Materials provided —
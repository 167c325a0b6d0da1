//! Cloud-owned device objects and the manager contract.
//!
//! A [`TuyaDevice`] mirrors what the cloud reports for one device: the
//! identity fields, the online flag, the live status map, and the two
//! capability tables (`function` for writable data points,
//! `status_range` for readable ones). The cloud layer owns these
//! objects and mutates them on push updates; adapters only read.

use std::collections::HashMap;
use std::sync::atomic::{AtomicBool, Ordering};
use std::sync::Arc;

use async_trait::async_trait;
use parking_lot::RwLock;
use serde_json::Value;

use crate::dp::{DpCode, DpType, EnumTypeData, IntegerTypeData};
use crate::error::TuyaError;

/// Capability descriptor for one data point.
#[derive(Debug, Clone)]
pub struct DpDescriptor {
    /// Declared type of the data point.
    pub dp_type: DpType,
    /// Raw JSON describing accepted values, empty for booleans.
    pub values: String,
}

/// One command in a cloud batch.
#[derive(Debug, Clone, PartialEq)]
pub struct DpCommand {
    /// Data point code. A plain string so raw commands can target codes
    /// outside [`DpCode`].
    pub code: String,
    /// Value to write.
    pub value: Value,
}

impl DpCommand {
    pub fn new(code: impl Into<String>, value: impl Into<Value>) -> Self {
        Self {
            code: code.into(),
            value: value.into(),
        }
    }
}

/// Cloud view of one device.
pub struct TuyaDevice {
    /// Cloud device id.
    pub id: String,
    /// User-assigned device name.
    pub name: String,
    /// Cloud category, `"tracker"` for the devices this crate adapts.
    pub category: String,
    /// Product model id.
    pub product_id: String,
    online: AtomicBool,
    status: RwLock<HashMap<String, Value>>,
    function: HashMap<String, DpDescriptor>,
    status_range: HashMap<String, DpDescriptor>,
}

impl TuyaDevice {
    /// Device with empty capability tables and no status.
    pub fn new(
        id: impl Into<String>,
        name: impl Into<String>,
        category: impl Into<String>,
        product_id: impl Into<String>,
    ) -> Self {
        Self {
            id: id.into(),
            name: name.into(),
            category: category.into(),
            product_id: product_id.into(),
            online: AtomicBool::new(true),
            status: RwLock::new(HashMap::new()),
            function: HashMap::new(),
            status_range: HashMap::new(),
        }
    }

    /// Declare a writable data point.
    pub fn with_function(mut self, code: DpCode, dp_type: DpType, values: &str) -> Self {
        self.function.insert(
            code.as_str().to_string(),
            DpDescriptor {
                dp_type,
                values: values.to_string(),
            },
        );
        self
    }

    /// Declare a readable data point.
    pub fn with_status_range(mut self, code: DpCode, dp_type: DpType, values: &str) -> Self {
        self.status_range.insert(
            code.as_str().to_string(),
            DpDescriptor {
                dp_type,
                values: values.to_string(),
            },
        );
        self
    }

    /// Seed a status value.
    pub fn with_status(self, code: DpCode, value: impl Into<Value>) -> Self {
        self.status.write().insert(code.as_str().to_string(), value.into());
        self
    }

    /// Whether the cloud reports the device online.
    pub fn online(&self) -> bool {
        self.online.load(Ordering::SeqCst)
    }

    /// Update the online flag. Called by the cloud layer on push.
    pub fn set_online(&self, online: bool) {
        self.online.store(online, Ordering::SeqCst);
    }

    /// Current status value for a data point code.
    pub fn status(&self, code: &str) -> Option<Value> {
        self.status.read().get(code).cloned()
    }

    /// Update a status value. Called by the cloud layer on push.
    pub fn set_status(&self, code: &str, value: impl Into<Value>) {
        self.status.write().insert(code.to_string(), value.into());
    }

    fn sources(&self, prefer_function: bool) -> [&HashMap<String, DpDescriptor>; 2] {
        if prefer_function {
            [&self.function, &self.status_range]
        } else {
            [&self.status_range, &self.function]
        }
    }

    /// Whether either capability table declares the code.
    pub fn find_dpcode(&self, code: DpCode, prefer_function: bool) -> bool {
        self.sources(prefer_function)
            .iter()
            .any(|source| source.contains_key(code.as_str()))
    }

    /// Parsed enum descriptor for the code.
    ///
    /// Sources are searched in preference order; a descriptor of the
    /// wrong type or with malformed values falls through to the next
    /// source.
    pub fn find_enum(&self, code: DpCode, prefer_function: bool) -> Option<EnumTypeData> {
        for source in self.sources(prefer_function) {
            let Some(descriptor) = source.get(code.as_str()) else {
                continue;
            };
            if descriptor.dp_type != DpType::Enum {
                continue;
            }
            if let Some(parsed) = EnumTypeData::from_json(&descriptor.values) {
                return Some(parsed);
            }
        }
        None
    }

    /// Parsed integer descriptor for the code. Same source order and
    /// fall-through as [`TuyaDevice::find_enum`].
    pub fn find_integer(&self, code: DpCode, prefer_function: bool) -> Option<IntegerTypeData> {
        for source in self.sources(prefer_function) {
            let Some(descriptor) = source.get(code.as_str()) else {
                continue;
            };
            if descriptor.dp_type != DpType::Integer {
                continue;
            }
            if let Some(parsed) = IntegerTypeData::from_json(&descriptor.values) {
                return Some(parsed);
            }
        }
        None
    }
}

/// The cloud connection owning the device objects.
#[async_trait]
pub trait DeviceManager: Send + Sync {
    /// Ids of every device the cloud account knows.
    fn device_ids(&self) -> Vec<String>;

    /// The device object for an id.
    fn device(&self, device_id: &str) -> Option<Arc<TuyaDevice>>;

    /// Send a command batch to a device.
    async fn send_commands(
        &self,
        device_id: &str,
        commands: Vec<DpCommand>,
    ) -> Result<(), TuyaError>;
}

Activity —
For the word "DpCommand", find all matching lines in the entries above and copy them out.

Solution to the exercise —
pub struct DpCommand {
impl DpCommand {
        commands: Vec<DpCommand>,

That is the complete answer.